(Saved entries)
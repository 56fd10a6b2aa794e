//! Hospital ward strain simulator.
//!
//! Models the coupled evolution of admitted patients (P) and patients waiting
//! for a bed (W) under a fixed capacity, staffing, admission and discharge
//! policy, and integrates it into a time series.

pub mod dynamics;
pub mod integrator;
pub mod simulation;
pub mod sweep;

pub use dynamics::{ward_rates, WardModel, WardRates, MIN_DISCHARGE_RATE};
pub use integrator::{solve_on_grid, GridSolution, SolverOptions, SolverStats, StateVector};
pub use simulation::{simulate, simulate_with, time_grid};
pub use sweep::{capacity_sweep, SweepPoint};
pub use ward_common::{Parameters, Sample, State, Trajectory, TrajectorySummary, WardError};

### EXERCISE GOAL
What you return must match the data line for line.

### PROBLEM SOLUTION
repository 56fd10a6b2aa794e
//! Hospital ward strain simulator.
//!
//! Models the coupled evolution of admitted patients (P) and patients waiting
//! for a bed (W) under a fixed capacity, staffing, admission and discharge
//! policy, and integrates it into a time series.

pub mod dynamics;
pub mod integrator;
pub mod simulation;
pub mod sweep;

pub use dynamics::{ward_rates, WardModel, WardRates, MIN_DISCHARGE_RATE};
pub use integrator::{solve_on_grid, GridSolution, SolverOptions, SolverStats, StateVector};
pub use simulation::{simulate, simulate_with, time_grid};
pub use sweep::{capacity_sweep, SweepPoint};
pub use ward_common::{Parameters, Sample, State, Trajectory, TrajectorySummary, WardError};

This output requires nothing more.